**Task instructions:**
State the number of lines in the following material that contain the string "sleep", and nothing else.

**Data listing:**
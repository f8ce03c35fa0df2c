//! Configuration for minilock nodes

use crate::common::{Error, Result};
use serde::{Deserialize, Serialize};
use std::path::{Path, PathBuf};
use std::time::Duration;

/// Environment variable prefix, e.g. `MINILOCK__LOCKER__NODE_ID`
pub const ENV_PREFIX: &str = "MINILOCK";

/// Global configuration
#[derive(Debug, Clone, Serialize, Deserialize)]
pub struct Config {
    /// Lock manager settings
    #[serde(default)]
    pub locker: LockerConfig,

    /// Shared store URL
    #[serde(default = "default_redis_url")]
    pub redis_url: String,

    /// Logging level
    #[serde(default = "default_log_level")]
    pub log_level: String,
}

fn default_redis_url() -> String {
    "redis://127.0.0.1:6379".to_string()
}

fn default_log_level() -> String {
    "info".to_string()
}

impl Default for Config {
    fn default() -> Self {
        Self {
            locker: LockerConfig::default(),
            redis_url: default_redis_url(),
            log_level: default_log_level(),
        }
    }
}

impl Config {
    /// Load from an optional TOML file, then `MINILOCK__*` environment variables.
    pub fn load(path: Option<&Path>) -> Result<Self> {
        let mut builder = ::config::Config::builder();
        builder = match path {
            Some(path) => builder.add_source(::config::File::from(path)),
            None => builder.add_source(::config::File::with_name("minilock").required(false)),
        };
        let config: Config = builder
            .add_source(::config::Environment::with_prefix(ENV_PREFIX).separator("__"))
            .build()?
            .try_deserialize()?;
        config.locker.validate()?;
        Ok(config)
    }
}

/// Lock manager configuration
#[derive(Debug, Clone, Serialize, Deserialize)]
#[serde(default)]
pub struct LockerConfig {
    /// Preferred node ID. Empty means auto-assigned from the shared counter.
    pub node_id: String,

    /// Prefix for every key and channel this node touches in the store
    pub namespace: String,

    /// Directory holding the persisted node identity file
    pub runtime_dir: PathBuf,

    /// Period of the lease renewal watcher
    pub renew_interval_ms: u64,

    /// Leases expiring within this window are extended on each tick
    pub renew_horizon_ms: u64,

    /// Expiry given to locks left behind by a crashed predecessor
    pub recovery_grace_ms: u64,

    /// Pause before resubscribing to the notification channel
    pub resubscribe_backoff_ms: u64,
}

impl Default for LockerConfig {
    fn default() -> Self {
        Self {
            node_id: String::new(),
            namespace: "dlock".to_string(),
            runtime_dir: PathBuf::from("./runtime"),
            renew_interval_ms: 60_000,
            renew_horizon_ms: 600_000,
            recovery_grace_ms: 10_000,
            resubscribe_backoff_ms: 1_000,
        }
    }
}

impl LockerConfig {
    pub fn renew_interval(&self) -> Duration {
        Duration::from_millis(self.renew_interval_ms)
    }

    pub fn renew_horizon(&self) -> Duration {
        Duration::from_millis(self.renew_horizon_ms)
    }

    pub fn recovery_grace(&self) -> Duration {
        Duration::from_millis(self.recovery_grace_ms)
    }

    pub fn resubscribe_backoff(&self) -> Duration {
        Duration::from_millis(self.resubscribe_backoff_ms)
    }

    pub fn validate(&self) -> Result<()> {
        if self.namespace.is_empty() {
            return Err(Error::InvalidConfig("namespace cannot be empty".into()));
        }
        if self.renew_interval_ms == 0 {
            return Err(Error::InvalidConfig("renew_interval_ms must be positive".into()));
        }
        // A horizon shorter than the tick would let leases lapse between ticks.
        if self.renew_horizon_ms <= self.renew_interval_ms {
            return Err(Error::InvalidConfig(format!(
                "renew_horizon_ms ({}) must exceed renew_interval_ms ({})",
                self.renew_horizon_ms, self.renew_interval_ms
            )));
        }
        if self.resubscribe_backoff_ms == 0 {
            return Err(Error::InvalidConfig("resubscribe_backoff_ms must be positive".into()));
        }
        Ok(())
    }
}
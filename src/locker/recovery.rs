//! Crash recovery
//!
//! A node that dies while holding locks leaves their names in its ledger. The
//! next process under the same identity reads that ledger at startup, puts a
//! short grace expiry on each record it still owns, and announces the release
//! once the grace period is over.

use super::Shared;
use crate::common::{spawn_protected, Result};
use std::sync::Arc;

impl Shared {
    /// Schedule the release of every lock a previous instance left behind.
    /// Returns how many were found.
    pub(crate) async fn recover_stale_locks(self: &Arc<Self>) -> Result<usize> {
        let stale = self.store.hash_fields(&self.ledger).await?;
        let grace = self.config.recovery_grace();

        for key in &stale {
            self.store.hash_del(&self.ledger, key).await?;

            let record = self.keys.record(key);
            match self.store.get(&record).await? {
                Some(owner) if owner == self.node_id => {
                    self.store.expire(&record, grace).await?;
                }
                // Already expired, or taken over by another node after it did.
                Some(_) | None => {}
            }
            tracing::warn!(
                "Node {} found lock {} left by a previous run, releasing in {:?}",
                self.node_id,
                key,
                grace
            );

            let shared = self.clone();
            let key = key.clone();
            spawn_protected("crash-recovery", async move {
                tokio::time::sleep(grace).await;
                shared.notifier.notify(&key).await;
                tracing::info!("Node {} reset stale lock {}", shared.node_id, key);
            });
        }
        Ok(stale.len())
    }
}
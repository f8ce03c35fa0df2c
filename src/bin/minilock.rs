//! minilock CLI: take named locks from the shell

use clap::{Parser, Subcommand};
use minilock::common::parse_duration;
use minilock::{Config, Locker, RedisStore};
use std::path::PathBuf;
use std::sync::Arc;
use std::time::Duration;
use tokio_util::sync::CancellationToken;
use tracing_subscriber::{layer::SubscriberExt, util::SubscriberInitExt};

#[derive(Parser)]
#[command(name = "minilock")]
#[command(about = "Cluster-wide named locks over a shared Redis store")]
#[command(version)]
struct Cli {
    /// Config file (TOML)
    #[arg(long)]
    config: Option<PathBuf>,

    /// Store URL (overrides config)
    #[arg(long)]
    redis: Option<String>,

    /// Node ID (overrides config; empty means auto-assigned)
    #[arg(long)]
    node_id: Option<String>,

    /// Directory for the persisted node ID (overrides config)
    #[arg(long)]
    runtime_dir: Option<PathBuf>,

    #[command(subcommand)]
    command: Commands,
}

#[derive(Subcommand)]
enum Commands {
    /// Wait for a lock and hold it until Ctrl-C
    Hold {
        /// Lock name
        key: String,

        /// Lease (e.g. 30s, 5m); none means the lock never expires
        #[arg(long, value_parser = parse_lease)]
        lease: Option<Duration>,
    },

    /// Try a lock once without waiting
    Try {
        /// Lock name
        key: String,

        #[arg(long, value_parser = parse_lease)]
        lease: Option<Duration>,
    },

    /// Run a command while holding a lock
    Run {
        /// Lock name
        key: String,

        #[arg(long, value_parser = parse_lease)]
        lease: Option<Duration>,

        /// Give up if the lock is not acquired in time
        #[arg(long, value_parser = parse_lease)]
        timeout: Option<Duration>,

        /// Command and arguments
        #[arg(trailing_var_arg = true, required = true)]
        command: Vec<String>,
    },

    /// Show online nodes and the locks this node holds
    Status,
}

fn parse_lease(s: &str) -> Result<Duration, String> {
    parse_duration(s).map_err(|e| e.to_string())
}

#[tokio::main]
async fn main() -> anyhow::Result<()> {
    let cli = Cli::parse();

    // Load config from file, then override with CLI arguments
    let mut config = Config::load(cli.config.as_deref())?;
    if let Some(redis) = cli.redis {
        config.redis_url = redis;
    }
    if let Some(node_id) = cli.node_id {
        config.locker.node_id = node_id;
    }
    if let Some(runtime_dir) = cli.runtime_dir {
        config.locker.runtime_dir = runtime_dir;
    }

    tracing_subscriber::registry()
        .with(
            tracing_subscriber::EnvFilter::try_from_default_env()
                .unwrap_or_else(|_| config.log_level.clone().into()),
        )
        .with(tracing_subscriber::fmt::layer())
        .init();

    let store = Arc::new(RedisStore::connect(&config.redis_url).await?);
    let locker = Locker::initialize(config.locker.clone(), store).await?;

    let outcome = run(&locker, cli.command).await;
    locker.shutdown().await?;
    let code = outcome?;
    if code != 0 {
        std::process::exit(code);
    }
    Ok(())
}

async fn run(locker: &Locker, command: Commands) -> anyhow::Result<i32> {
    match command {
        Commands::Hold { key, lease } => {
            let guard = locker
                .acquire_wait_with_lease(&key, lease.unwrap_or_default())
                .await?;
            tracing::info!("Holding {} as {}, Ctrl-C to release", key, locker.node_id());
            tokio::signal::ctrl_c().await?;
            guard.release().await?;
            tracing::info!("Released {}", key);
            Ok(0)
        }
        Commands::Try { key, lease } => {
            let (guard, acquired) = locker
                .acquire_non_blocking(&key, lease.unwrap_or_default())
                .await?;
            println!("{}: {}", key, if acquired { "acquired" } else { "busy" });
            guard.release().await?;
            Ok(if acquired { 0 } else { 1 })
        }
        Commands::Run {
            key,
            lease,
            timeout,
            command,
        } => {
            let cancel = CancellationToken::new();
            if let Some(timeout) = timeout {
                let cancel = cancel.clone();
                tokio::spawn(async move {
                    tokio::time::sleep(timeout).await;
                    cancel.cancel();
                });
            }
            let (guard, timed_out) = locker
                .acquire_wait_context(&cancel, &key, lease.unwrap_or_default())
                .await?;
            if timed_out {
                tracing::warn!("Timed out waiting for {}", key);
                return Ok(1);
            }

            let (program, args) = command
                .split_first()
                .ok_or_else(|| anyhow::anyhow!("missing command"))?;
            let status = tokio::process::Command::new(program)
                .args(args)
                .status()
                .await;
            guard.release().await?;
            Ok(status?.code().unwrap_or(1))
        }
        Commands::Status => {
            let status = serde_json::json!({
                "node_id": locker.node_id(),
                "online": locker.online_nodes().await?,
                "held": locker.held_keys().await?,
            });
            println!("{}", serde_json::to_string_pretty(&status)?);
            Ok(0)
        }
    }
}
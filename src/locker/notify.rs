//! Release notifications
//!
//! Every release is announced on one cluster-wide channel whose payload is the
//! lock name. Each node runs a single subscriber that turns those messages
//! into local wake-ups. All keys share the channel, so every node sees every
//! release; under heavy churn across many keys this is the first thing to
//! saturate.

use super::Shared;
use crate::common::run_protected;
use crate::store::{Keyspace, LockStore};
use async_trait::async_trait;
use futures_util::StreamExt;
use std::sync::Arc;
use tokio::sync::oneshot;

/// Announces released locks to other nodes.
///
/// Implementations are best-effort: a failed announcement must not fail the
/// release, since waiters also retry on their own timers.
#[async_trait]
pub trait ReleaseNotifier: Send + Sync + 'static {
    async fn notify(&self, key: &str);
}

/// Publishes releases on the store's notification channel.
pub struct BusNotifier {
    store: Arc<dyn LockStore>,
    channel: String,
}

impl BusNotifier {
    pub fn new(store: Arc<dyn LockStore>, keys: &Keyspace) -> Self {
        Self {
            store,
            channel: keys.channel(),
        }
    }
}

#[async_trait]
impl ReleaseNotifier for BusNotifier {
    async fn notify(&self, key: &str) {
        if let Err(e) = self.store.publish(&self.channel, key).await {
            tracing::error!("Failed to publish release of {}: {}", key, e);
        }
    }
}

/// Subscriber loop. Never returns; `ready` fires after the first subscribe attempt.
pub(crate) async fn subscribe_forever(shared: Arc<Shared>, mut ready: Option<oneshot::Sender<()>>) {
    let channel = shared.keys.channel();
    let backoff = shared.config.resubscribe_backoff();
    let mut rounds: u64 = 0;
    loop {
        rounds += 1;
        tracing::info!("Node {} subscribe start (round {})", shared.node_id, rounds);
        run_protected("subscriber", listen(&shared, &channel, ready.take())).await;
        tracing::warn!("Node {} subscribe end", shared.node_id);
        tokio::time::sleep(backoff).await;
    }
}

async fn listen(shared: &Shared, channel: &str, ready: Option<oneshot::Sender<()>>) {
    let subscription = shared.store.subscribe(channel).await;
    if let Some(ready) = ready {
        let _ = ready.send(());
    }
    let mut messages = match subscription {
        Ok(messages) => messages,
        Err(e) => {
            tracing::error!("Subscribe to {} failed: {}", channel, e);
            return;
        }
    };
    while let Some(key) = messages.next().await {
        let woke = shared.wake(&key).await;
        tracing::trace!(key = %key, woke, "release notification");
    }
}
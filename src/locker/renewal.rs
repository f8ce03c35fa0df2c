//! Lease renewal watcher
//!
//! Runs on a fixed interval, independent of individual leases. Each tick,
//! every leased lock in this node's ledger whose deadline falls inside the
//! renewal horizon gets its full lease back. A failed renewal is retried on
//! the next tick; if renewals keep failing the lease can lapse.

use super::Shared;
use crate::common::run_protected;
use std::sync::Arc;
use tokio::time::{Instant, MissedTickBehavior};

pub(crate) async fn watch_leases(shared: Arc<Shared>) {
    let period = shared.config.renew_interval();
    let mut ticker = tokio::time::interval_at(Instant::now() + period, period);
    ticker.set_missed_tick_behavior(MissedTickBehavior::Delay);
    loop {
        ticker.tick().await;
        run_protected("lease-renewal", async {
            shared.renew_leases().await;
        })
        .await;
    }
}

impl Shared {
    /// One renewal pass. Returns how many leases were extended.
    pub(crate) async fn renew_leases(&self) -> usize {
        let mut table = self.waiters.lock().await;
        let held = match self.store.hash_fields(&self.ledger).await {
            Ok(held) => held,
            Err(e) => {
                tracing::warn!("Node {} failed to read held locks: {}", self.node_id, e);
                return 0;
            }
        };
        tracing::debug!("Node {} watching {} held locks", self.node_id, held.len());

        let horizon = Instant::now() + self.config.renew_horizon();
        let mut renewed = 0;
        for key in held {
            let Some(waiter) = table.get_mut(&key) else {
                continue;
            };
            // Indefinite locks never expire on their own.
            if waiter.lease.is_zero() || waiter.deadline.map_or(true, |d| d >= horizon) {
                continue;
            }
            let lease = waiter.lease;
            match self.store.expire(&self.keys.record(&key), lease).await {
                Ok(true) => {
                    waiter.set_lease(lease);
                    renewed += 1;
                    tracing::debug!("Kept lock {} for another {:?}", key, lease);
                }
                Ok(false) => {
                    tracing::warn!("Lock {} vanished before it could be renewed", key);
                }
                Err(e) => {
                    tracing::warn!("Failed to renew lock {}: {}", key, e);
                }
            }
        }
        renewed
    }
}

**Response area:**
3